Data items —
········

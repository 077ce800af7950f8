// Sanctions module - member status derivation from provvedimenti

pub mod engine;
pub mod memory;
pub mod policy;
pub mod postgres;
pub mod store;

pub use engine::{apply_sanction, process_sanction, SanctionError, SanctionInput, SanctionOutcome};
pub use memory::InMemorySanctionStore;
pub use policy::{status_label, MemberCategory, MemberCategoryPolicy, MemberStatus, SanctionType};
pub use postgres::PgSanctionStore;
pub use store::{SanctionChange, SanctionStore, StoreError};
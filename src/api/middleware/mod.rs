pub mod auth;
pub mod session;
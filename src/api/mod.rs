// API module - HTTP endpoints

pub mod auth;
pub mod health;
pub mod middleware;
pub mod sanctions;
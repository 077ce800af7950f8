use serde::{Deserialize, Serialize};
use std::fmt;
use std::str::FromStr;

/// Administrative action recorded against a member (provvedimento)
#[derive(Debug, Clone, Copy, PartialEq, Eq, Hash, Serialize, Deserialize)]
#[serde(rename_all = "snake_case")]
pub enum SanctionType {
    ApprovazioneConsiglioDirettivo,
    Decaduto,
    Dimesso,
    Escluso,
    InAspettativa,
    Sospeso,
    InCongedo,
    Attivo,
    Operativo,
}

impl SanctionType {
    pub fn as_str(&self) -> &'static str {
        match self {
            SanctionType::ApprovazioneConsiglioDirettivo => "approvazione_consiglio_direttivo",
            SanctionType::Decaduto => "decaduto",
            SanctionType::Dimesso => "dimesso",
            SanctionType::Escluso => "escluso",
            SanctionType::InAspettativa => "in_aspettativa",
            SanctionType::Sospeso => "sospeso",
            SanctionType::InCongedo => "in_congedo",
            SanctionType::Attivo => "attivo",
            SanctionType::Operativo => "operativo",
        }
    }

    /// Label shown in the sanction forms
    pub fn label(&self) -> &'static str {
        match self {
            SanctionType::ApprovazioneConsiglioDirettivo => "Approvazione del Consiglio Direttivo",
            SanctionType::Decaduto => "Decadenza",
            SanctionType::Dimesso => "Dimissioni",
            SanctionType::Escluso => "Esclusione",
            SanctionType::InAspettativa => "In Aspettativa",
            SanctionType::Sospeso => "Sospeso",
            SanctionType::InCongedo => "In Congedo",
            SanctionType::Attivo => "Attivo",
            SanctionType::Operativo => "Operativo",
        }
    }
}

impl fmt::Display for SanctionType {
    fn fmt(&self, f: &mut fmt::Formatter<'_>) -> fmt::Result {
        f.write_str(self.as_str())
    }
}

#[derive(Debug, Clone, PartialEq, Eq, thiserror::Error)]
#[error("unknown sanction type: {0}")]
pub struct UnknownSanctionType(pub String);

impl FromStr for SanctionType {
    type Err = UnknownSanctionType;

    fn from_str(s: &str) -> Result<Self, Self::Err> {
        match s {
            "approvazione_consiglio_direttivo" => Ok(SanctionType::ApprovazioneConsiglioDirettivo),
            "decaduto" => Ok(SanctionType::Decaduto),
            "dimesso" => Ok(SanctionType::Dimesso),
            "escluso" => Ok(SanctionType::Escluso),
            "in_aspettativa" => Ok(SanctionType::InAspettativa),
            "sospeso" => Ok(SanctionType::Sospeso),
            "in_congedo" => Ok(SanctionType::InCongedo),
            "attivo" => Ok(SanctionType::Attivo),
            "operativo" => Ok(SanctionType::Operativo),
            other => Err(UnknownSanctionType(other.to_string())),
        }
    }
}

/// Value written to `member_status`.
///
/// Statuses share the sanction vocabulary: a pass-through sanction sets the
/// status of the same name.
#[derive(Debug, Clone, Copy, PartialEq, Eq, Hash, Serialize, Deserialize)]
#[serde(rename_all = "snake_case")]
pub enum MemberStatus {
    ApprovazioneConsiglioDirettivo,
    Decaduto,
    Dimesso,
    Escluso,
    InAspettativa,
    Sospeso,
    InCongedo,
    Attivo,
    Operativo,
}

impl MemberStatus {
    pub fn as_str(&self) -> &'static str {
        SanctionType::from(*self).as_str()
    }
}

impl From<SanctionType> for MemberStatus {
    fn from(sanction_type: SanctionType) -> Self {
        match sanction_type {
            SanctionType::ApprovazioneConsiglioDirettivo => MemberStatus::ApprovazioneConsiglioDirettivo,
            SanctionType::Decaduto => MemberStatus::Decaduto,
            SanctionType::Dimesso => MemberStatus::Dimesso,
            SanctionType::Escluso => MemberStatus::Escluso,
            SanctionType::InAspettativa => MemberStatus::InAspettativa,
            SanctionType::Sospeso => MemberStatus::Sospeso,
            SanctionType::InCongedo => MemberStatus::InCongedo,
            SanctionType::Attivo => MemberStatus::Attivo,
            SanctionType::Operativo => MemberStatus::Operativo,
        }
    }
}

impl From<MemberStatus> for SanctionType {
    fn from(status: MemberStatus) -> Self {
        match status {
            MemberStatus::ApprovazioneConsiglioDirettivo => SanctionType::ApprovazioneConsiglioDirettivo,
            MemberStatus::Decaduto => SanctionType::Decaduto,
            MemberStatus::Dimesso => SanctionType::Dimesso,
            MemberStatus::Escluso => SanctionType::Escluso,
            MemberStatus::InAspettativa => SanctionType::InAspettativa,
            MemberStatus::Sospeso => SanctionType::Sospeso,
            MemberStatus::InCongedo => SanctionType::InCongedo,
            MemberStatus::Attivo => SanctionType::Attivo,
            MemberStatus::Operativo => SanctionType::Operativo,
        }
    }
}

/// Display label of a stored `member_status`; unrecognised values are shown as stored
pub fn status_label(raw: &str) -> &str {
    match raw.parse::<SanctionType>() {
        Ok(status) => status.label(),
        Err(_) => raw,
    }
}

impl fmt::Display for MemberStatus {
    fn fmt(&self, f: &mut fmt::Formatter<'_>) -> fmt::Result {
        f.write_str(self.as_str())
    }
}

/// Which registry a member belongs to
#[derive(Debug, Clone, Copy, PartialEq, Eq, Hash, Serialize, Deserialize)]
#[serde(rename_all = "snake_case")]
pub enum MemberCategory {
    Adult,
    Junior,
}

impl MemberCategory {
    pub fn policy(&self) -> &'static MemberCategoryPolicy {
        match self {
            MemberCategory::Adult => &MemberCategoryPolicy::ADULT,
            MemberCategory::Junior => &MemberCategoryPolicy::JUNIOR,
        }
    }

    /// Permission module guarding this registry
    pub fn module(&self) -> &'static str {
        match self {
            MemberCategory::Adult => "members",
            MemberCategory::Junior => "junior_members",
        }
    }

    /// URL prefix of the registry pages
    pub fn path_prefix(&self) -> &'static str {
        match self {
            MemberCategory::Adult => "/members",
            MemberCategory::Junior => "/junior-members",
        }
    }

    pub fn display_name(&self) -> &'static str {
        match self {
            MemberCategory::Adult => "Socio",
            MemberCategory::Junior => "Socio Minorenne",
        }
    }
}

const SUSPENDING: &[SanctionType] = &[
    SanctionType::InAspettativa,
    SanctionType::Sospeso,
    SanctionType::InCongedo,
];

const CONSOLIDATE_TO_SOSPESO: &[SanctionType] =
    &[SanctionType::InAspettativa, SanctionType::InCongedo];

/// Per-category parameters of the status derivation
#[derive(Debug, Clone, Copy, PartialEq, Eq)]
pub struct MemberCategoryPolicy {
    pub category: MemberCategory,
    /// Sanction types accepted for this category, in form order
    pub allowed: &'static [SanctionType],
    /// Prior sanctions that make a later reactivation effective
    pub suspending: &'static [SanctionType],
    /// Submitted types rewritten to `sospeso`
    pub consolidate_to_suspended: &'static [SanctionType],
    pub reactivation_keyword: SanctionType,
    /// Status written when the reactivation follows a suspension
    pub reactivated_status: MemberStatus,
    /// Whether approval/termination dates are stamped on the member
    pub records_lifecycle_dates: bool,
}

impl MemberCategoryPolicy {
    pub const ADULT: MemberCategoryPolicy = MemberCategoryPolicy {
        category: MemberCategory::Adult,
        allowed: &[
            SanctionType::ApprovazioneConsiglioDirettivo,
            SanctionType::Decaduto,
            SanctionType::Dimesso,
            SanctionType::Escluso,
            SanctionType::InAspettativa,
            SanctionType::Sospeso,
            SanctionType::InCongedo,
            SanctionType::Attivo,
        ],
        suspending: SUSPENDING,
        consolidate_to_suspended: CONSOLIDATE_TO_SOSPESO,
        reactivation_keyword: SanctionType::Attivo,
        reactivated_status: MemberStatus::Attivo,
        records_lifecycle_dates: true,
    };

    pub const JUNIOR: MemberCategoryPolicy = MemberCategoryPolicy {
        category: MemberCategory::Junior,
        allowed: &[
            SanctionType::Decaduto,
            SanctionType::Dimesso,
            SanctionType::InAspettativa,
            SanctionType::Sospeso,
            SanctionType::InCongedo,
            SanctionType::Operativo,
        ],
        suspending: SUSPENDING,
        consolidate_to_suspended: CONSOLIDATE_TO_SOSPESO,
        reactivation_keyword: SanctionType::Operativo,
        reactivated_status: MemberStatus::Attivo,
        records_lifecycle_dates: false,
    };

    pub fn allows(&self, sanction_type: SanctionType) -> bool {
        self.allowed.contains(&sanction_type)
    }

    pub fn is_suspending(&self, sanction_type: SanctionType) -> bool {
        self.suspending.contains(&sanction_type)
    }

    pub fn consolidates_to_suspended(&self, sanction_type: SanctionType) -> bool {
        self.consolidate_to_suspended.contains(&sanction_type)
    }

    /// Allowed types that map to the status of the same name regardless of history
    pub fn passes_through(&self, sanction_type: SanctionType) -> bool {
        self.allows(sanction_type)
            && sanction_type != self.reactivation_keyword
            && !self.consolidates_to_suspended(sanction_type)
    }

    /// Parses a submitted type and checks it against this category
    pub fn parse_type(&self, raw: &str) -> Option<SanctionType> {
        raw.parse::<SanctionType>()
            .ok()
            .filter(|sanction_type| self.allows(*sanction_type))
    }

    /// Help lines shown above the sanction form
    pub fn rules_summary(&self) -> Vec<String> {
        let mut terminal: Vec<&str> = self
            .allowed
            .iter()
            .filter(|t| {
                matches!(
                    t,
                    SanctionType::Decaduto | SanctionType::Dimesso | SanctionType::Escluso
                )
            })
            .map(|t| t.label())
            .collect();
        terminal.sort_unstable();

        vec![
            "In Aspettativa/In Congedo: imposta lo stato a \"Sospeso\"".to_string(),
            format!(
                "{}: se inserito DOPO un provvedimento sospensivo, riporta lo stato ad \"Attivo\"",
                self.reactivation_keyword.label()
            ),
            format!("{}: imposta lo stato rispettivo", terminal.join("/")),
        ]
    }
}
#[cfg(test)]
mod tests {
    use super::*;

    fn date(y: i32, m: u32, d: u32) -> NaiveDate {
        NaiveDate::from_ymd_opt(y, m, d).unwrap()
    }

    fn prior(d: NaiveDate, sanction_type: SanctionType) -> PriorSanction {
        PriorSanction {
            sanction_date: d,
            sanction_type,
        }
    }

    fn input(sanction_date: &str, sanction_type: &str) -> SanctionInput {
        SanctionInput {
            sanction_date: sanction_date.to_string(),
            sanction_type: sanction_type.to_string(),
            reason: None,
            created_by: 1,
        }
    }

    #[test]
    fn test_parse_sanction_date_is_strict() {
        assert_eq!(parse_sanction_date("2024-02-29"), Some(date(2024, 2, 29)));
        assert_eq!(parse_sanction_date("2023-02-29"), None);
        assert_eq!(parse_sanction_date("2024-02-30"), None);
        assert_eq!(parse_sanction_date("2024-1-5"), None);
        assert_eq!(parse_sanction_date("05/01/2024"), None);
        assert_eq!(parse_sanction_date(""), None);
        assert_eq!(parse_sanction_date(" 2024-03-01 "), None);
    }

    #[test]
    fn test_validate_rejects_padded_date_and_type() {
        let result = validate(&MemberCategoryPolicy::JUNIOR, &input(" 2024-03-01", "operativo "));
        match result {
            Err(SanctionError::Validation(errors)) => {
                assert_eq!(errors, vec![MSG_INVALID_TYPE, MSG_INVALID_DATE]);
            }
            other => panic!("expected validation error, got {:?}", other),
        }
    }

    #[test]
    fn test_validate_collects_all_errors() {
        let result = validate(&MemberCategoryPolicy::ADULT, &input("2024-13-01", "operativo"));
        match result {
            Err(SanctionError::Validation(errors)) => {
                assert_eq!(errors, vec![MSG_INVALID_TYPE, MSG_INVALID_DATE]);
            }
            other => panic!("expected validation error, got {:?}", other),
        }
    }

    #[test]
    fn test_validate_trims_and_drops_blank_reason() {
        let mut submission = input("2024-03-01", "sospeso");
        submission.reason = Some("   ".to_string());
        let valid = validate(&MemberCategoryPolicy::ADULT, &submission).unwrap();
        assert_eq!(valid.reason, None);

        submission.reason = Some("  assenze ripetute ".to_string());
        let valid = validate(&MemberCategoryPolicy::ADULT, &submission).unwrap();
        assert_eq!(valid.reason.as_deref(), Some("assenze ripetute"));
    }

    #[test]
    fn test_pass_through_ignores_history() {
        let history = [
            prior(date(2023, 1, 1), SanctionType::Sospeso),
            prior(date(2023, 6, 1), SanctionType::InCongedo),
        ];
        let empty: &[PriorSanction] = &[];
        for policy in [&MemberCategoryPolicy::ADULT, &MemberCategoryPolicy::JUNIOR] {
            for &sanction_type in policy.allowed.iter().filter(|t| policy.passes_through(**t)) {
                for h in [&history[..], empty] {
                    assert_eq!(
                        derive_status(policy, sanction_type, date(2024, 1, 1), h),
                        MemberStatus::from(sanction_type)
                    );
                }
            }
        }
    }

    #[test]
    fn test_leave_and_absence_consolidate_to_suspended() {
        let history = [prior(date(2023, 1, 1), SanctionType::Sospeso)];
        for policy in [&MemberCategoryPolicy::ADULT, &MemberCategoryPolicy::JUNIOR] {
            for sanction_type in [SanctionType::InAspettativa, SanctionType::InCongedo] {
                assert_eq!(
                    derive_status(policy, sanction_type, date(2024, 1, 1), &[]),
                    MemberStatus::Sospeso
                );
                assert_eq!(
                    derive_status(policy, sanction_type, date(2024, 1, 1), &history),
                    MemberStatus::Sospeso
                );
            }
        }
    }

    #[test]
    fn test_reactivation_without_suspension_keeps_literal() {
        let history = [prior(date(2023, 1, 1), SanctionType::Dimesso)];
        let junior = &MemberCategoryPolicy::JUNIOR;
        assert_eq!(
            derive_status(junior, SanctionType::Operativo, date(2024, 1, 1), &[]),
            MemberStatus::Operativo
        );
        assert_eq!(
            derive_status(junior, SanctionType::Operativo, date(2024, 1, 1), &history),
            MemberStatus::Operativo
        );

        let adult = &MemberCategoryPolicy::ADULT;
        assert_eq!(
            derive_status(adult, SanctionType::Attivo, date(2024, 1, 1), &history),
            MemberStatus::Attivo
        );
    }

    #[test]
    fn test_reactivation_after_any_suspending_type() {
        for suspending in [
            SanctionType::InAspettativa,
            SanctionType::Sospeso,
            SanctionType::InCongedo,
        ] {
            let history = [prior(date(2024, 1, 10), suspending)];
            assert_eq!(
                derive_status(
                    &MemberCategoryPolicy::JUNIOR,
                    SanctionType::Operativo,
                    date(2024, 3, 1),
                    &history
                ),
                MemberStatus::Attivo
            );
            assert_eq!(
                derive_status(
                    &MemberCategoryPolicy::ADULT,
                    SanctionType::Attivo,
                    date(2024, 3, 1),
                    &history
                ),
                MemberStatus::Attivo
            );
        }
    }

    #[test]
    fn test_suspension_on_same_or_later_date_does_not_count() {
        let junior = &MemberCategoryPolicy::JUNIOR;
        let history = [prior(date(2024, 1, 10), SanctionType::Sospeso)];

        assert_eq!(
            derive_status(junior, SanctionType::Operativo, date(2023, 12, 1), &history),
            MemberStatus::Operativo
        );
        assert_eq!(
            derive_status(junior, SanctionType::Operativo, date(2024, 1, 10), &history),
            MemberStatus::Operativo
        );
    }

    #[test]
    fn test_same_day_priors_any_suspension_suffices() {
        let history = [
            prior(date(2024, 1, 10), SanctionType::Dimesso),
            prior(date(2024, 1, 10), SanctionType::InCongedo),
        ];
        assert_eq!(
            derive_status(
                &MemberCategoryPolicy::JUNIOR,
                SanctionType::Operativo,
                date(2024, 2, 1),
                &history
            ),
            MemberStatus::Attivo
        );
    }

    #[test]
    fn test_lifecycle_dates_only_for_adults() {
        let d = date(2024, 4, 1);
        let adult = &MemberCategoryPolicy::ADULT;
        assert_eq!(
            lifecycle_dates(adult, SanctionType::ApprovazioneConsiglioDirettivo, d),
            (Some(d), None)
        );
        assert_eq!(lifecycle_dates(adult, SanctionType::Escluso, d), (None, Some(d)));
        assert_eq!(lifecycle_dates(adult, SanctionType::Sospeso, d), (None, None));
        assert_eq!(
            lifecycle_dates(&MemberCategoryPolicy::JUNIOR, SanctionType::Dimesso, d),
            (None, None)
        );
    }

    #[test]
    fn test_outcome_json_shape() {
        let ok = serde_json::to_value(SanctionOutcome::applied(MemberStatus::Sospeso)).unwrap();
        assert_eq!(ok, serde_json::json!({"success": true, "new_status": "sospeso"}));

        let failed = serde_json::to_value(SanctionOutcome::failed(MSG_INVALID_TYPE)).unwrap();
        assert_eq!(
            failed,
            serde_json::json!({"success": false, "error": "Tipo di provvedimento non valido"})
        );
    }
}
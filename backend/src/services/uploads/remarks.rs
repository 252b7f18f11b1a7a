use common::model::student::StudentRow;

/// Trims, lowercases and fixes the common "recomended" misspelling.
pub fn normalize_remark(value: &str) -> String {
    value.trim().to_lowercase().replace("recomended", "recommended")
}

pub fn is_recommended(remark: &str) -> bool {
    remark.contains("recommended") && !remark.contains("not")
}

pub fn count_recommended(rows: &[StudentRow]) -> usize {
    rows.iter().filter(|r| is_recommended(&r.remark)).count()
}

········

TASK STATEMENT —
The stretch of entries above that starts with the line containing "let mut terminal: Vec<&str> = self" and goes on through the line containing "#[cfg(test)]" is to be transcribed exactly, and no other line is to be transcribed.

OUTPUT —
        let mut terminal: Vec<&str> = self
            .allowed
            .iter()
            .filter(|t| {
                matches!(
                    t,
                    SanctionType::Decaduto | SanctionType::Dimesso | SanctionType::Escluso
                )
            })
            .map(|t| t.label())
            .collect();
        terminal.sort_unstable();

        vec![
            "In Aspettativa/In Congedo: imposta lo stato a \"Sospeso\"".to_string(),
            format!(
                "{}: se inserito DOPO un provvedimento sospensivo, riporta lo stato ad \"Attivo\"",
                self.reactivation_keyword.label()
            ),
            format!("{}: imposta lo stato rispettivo", terminal.join("/")),
        ]
    }
}
#[cfg(test)]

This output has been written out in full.